Tratamento conservador da fratura do pe com bota gessada: Principais dúvidas sobre o tratamento conservador da fratura do pé com bota gessada
Publicado por Agenda.App.BR (ClínicaWork Serviços Digitais Ltda.) · Publicado em 31 de março de 2025
Principais dúvidas sobre o tratamento conservador da fratura do pé com bota gessada
1. Quanto tempo o paciente deve usar a bota gessada?
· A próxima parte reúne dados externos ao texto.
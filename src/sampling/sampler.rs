//! Periodic resource sampling.
//!
//! Fixed-delay schedule: the next wait starts only after the previous tick's
//! span has closed, so a slow tick delays the next one instead of overlapping.

use std::sync::Arc;
use std::time::Duration;

use tokio::sync::broadcast;

use crate::observability::metrics;
use crate::sampling::probe::{MetricsProbe, ProbeError};
use crate::telemetry::tracer::Tracer;

pub const METRIC_SPAN: &str = "metric";

const BYTES_PER_MB: f64 = 1024.0 * 1024.0;

/// One tick's measurements.
#[derive(Debug, Clone, Copy, PartialEq)]
pub struct SampleRecord {
    pub cpu_percent: f64,
    pub memory_bytes: u64,
    pub heap_used_bytes: u64,
}

impl SampleRecord {
    /// Query both the process and the heap. Either failure fails the sample.
    pub fn collect(probe: &dyn MetricsProbe) -> Result<Self, ProbeError> {
        let process = probe.process()?;
        let heap = probe.heap()?;
        Ok(Self {
            cpu_percent: process.cpu_percent,
            memory_bytes: process.resident_memory_bytes,
            heap_used_bytes: heap.used_heap_bytes,
        })
    }

    pub fn cpu_attribute(&self) -> String {
        format!("{:.2}%", self.cpu_percent)
    }

    pub fn memory_attribute(&self) -> String {
        format!("{:.2} MB", self.memory_bytes as f64 / BYTES_PER_MB)
    }

    pub fn heap_attribute(&self) -> String {
        format!("{:.2} MB", self.heap_used_bytes as f64 / BYTES_PER_MB)
    }
}

/// Records a `"metric"` span every `interval`.
pub struct Sampler {
    tracer: Tracer,
    probe: Arc<dyn MetricsProbe>,
    interval: Duration,
}

impl Sampler {
    pub fn new(tracer: Tracer, probe: Arc<dyn MetricsProbe>, interval: Duration) -> Self {
        Self {
            tracer,
            probe,
            interval,
        }
    }

    /// Run until the shutdown signal fires (or its sender is dropped).
    pub async fn run(self, mut shutdown: broadcast::Receiver<()>) {
        tracing::info!(interval = ?self.interval, "Sampler starting");

        loop {
            tokio::select! {
                _ = tokio::time::sleep(self.interval) => {}
                _ = shutdown.recv() => {
                    tracing::info!("Sampler received shutdown signal, exiting loop");
                    break;
                }
            }

            self.tick().await;
        }
    }

    /// Take one sample. Returns whether a span was recorded.
    pub async fn tick(&self) -> bool {
        let probe = Arc::clone(&self.probe);
        let sample = tokio::task::spawn_blocking(move || SampleRecord::collect(probe.as_ref())).await;

        match sample {
            Ok(Ok(record)) => {
                self.record(&record);
                true
            }
            Ok(Err(e)) => {
                tracing::debug!(error = %e, "Skipping sample tick");
                false
            }
            Err(e) => {
                tracing::warn!(error = %e, "Sample task failed, skipping tick");
                false
            }
        }
    }

    fn record(&self, record: &SampleRecord) {
        self.tracer.in_span(METRIC_SPAN, |span| {
            span.set_attribute("cpu", record.cpu_attribute());
            span.set_attribute("memoryUsage", record.memory_attribute());
            span.set_attribute("heapUsage", record.heap_attribute());
        });
        metrics::record_process_sample(record.cpu_percent, record.memory_bytes, record.heap_used_bytes);
    }
}

#[cfg(test)]
mod tests {
    use super::*;
    use crate::sampling::probe::{HeapStats, ProcessStats};
    use crate::telemetry::exporter::InMemoryExporter;
    use crate::telemetry::processor::BatchConfig;
    use crate::telemetry::provider::TraceProvider;
    use crate::telemetry::resource::Resource;
    use crate::telemetry::span::AttributeValue;
    use std::sync::atomic::{AtomicUsize, Ordering};

    struct FixedProbe {
        delay: Duration,
        fail_every: Option<usize>,
        calls: AtomicUsize,
    }

    impl FixedProbe {
        fn new(delay: Duration, fail_every: Option<usize>) -> Self {
            Self {
                delay,
                fail_every,
                calls: AtomicUsize::new(0),
            }
        }
    }

    impl MetricsProbe for FixedProbe {
        fn process(&self) -> Result<ProcessStats, ProbeError> {
            let call = self.calls.fetch_add(1, Ordering::SeqCst) + 1;
            std::thread::sleep(self.delay);
            if matches!(self.fail_every, Some(n) if call % n == 0) {
                return Err(ProbeError::ProcessNotFound(1));
            }
            Ok(ProcessStats {
                cpu_percent: 12.345,
                resident_memory_bytes: 50 * 1024 * 1024,
            })
        }

        fn heap(&self) -> Result<HeapStats, ProbeError> {
            Ok(HeapStats {
                used_heap_bytes: 3 * 1024 * 1024 + 512 * 1024,
            })
        }
    }

    fn provider() -> (TraceProvider, Arc<InMemoryExporter>) {
        let exporter = Arc::new(InMemoryExporter::new());
        let provider = TraceProvider::with_exporter(
            Resource::default(),
            BatchConfig::default(),
            exporter.clone(),
        );
        (provider, exporter)
    }

    #[test]
    fn test_attribute_formatting() {
        let record = SampleRecord {
            cpu_percent: 3.14159,
            memory_bytes: 50 * 1024 * 1024,
            heap_used_bytes: 1024 * 1024 + 512 * 1024,
        };
        assert_eq!(record.cpu_attribute(), "3.14%");
        assert_eq!(record.memory_attribute(), "50.00 MB");
        assert_eq!(record.heap_attribute(), "1.50 MB");
    }

    #[tokio::test]
    async fn test_tick_records_metric_span() {
        let (provider, exporter) = provider();
        let sampler = Sampler::new(
            provider.tracer("metricTracer"),
            Arc::new(FixedProbe::new(Duration::ZERO, None)),
            Duration::from_secs(10),
        );

        assert!(sampler.tick().await);
        provider.shutdown().await.unwrap();

        let spans = exporter.spans();
        assert_eq!(spans.len(), 1);
        assert_eq!(spans[0].name, "metric");
        assert_eq!(spans[0].attributes.len(), 3);
        assert_eq!(spans[0].attributes.get("cpu"), Some(&AttributeValue::from("12.35%")));
        assert_eq!(spans[0].attributes.get("memoryUsage"), Some(&AttributeValue::from("50.00 MB")));
        assert_eq!(spans[0].attributes.get("heapUsage"), Some(&AttributeValue::from("3.50 MB")));
    }

    #[tokio::test]
    async fn test_failed_probe_skips_tick() {
        let (provider, exporter) = provider();
        let sampler = Sampler::new(
            provider.tracer("metricTracer"),
            Arc::new(FixedProbe::new(Duration::ZERO, Some(1))),
            Duration::from_secs(10),
        );

        assert!(!sampler.tick().await);
        provider.shutdown().await.unwrap();
        assert_eq!(exporter.exported_count(), 0);
    }

    #[tokio::test]
    async fn test_loop_rearms_after_failure_and_ticks_never_overlap() {
        let (provider, exporter) = provider();
        let interval = Duration::from_millis(30);
        let sampler = Sampler::new(
            provider.tracer("metricTracer"),
            // every third sample fails; each sample takes 20ms
            Arc::new(FixedProbe::new(Duration::from_millis(20), Some(3))),
            interval,
        );

        let (tx, rx) = broadcast::channel(1);
        let handle = tokio::spawn(sampler.run(rx));
        tokio::time::sleep(Duration::from_millis(400)).await;
        tx.send(()).unwrap();
        handle.await.unwrap();
        provider.shutdown().await.unwrap();

        let spans = exporter.spans();
        assert!(spans.len() >= 3, "expected several ticks, got {}", spans.len());

        for pair in spans.windows(2) {
            let prev_end = pair[0].end_time.unwrap();
            let next_start = pair[1].start_time;
            assert!(next_start >= prev_end + interval);
        }
    }

    #[tokio::test]
    async fn test_dropped_shutdown_sender_stops_loop() {
        let (provider, _exporter) = provider();
        let sampler = Sampler::new(
            provider.tracer("metricTracer"),
            Arc::new(FixedProbe::new(Duration::ZERO, None)),
            Duration::from_secs(3600),
        );

        let (tx, rx) = broadcast::channel::<()>(1);
        let handle = tokio::spawn(sampler.run(rx));
        drop(tx);

        tokio::time::timeout(Duration::from_secs(1), handle)
            .await
            .expect("sampler should stop")
            .unwrap();
        provider.shutdown().await.unwrap();
    }
}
O tempo médio de imobilização varia entre 4 a 8 semanas, dependendo da gravidade da fratura, idade do paciente e resposta à consolidação óssea. Fraturas estáveis podem exigir menos tempo, enquanto lesões mais complexas demandam acompanhamento radiográfico para liberação.
2. Quais são os sinais de alerta durante o tratamento?
Dor intensa e persistente, formigamento, inchaço excessivo, alteração na coloração dos dedos ou cheiro desagradável no gesso indicam complicações como infecção, síndrome compartimental ou má adaptação da bota. Esses casos exigem avaliação imediata.
3. Como deve ser a mobilização do paciente?
O uso de muletas ou andador é recomendado para evitar carga no membro afetado. Em alguns casos, o médico pode liberar apoio parcial conforme a evolução. Exercícios de fortalecimento muscular e mobilidade articular são essenciais após a retirada do gesso.
4. É possível molhar a bota gessada?
Não. A umidade pode amolecer o gesso, comprometer sua função e aumentar o risco de infecções. Recomenda-se o uso de protetores impermeáveis durante banhos e evitar ambientes úmidos.
5. Quais cuidados diários são necessários?
Manter o pé elevado para reduzir edema, inspecionar a pele ao redor do gesso e evitar objetos pontiagudos para aliviar coceira. Hidratar a pele após a remoção da bota também previne ressecamento e fissuras.
6. Quando retornar às atividades normais?
A reabilitação progressiva inicia-se após a liberação ortopédica, com fisioterapia para recuperar amplitude de movimento e força. Atividades de alto impacto devem ser evitadas até a completa consolidação óssea, confirmada por exames de imagem.
7. Quais são as possíveis complicações?
Rigidez articular, atrofia muscular, trombose venosa profunda (TVP) ou consolidação viciosa são riscos associados. Seguir as orientações médicas e realizar acompanhamento periódico minimiza essas ocorrências.
8. Existem alternativas à bota gessada tradicional?
Em alguns casos, botas imobilizadoras removíveis (como as de fibra de vidro) podem ser opções, especialmente para pacientes que necessitam de ajustes ou higienização frequente. A decisão deve ser individualizada.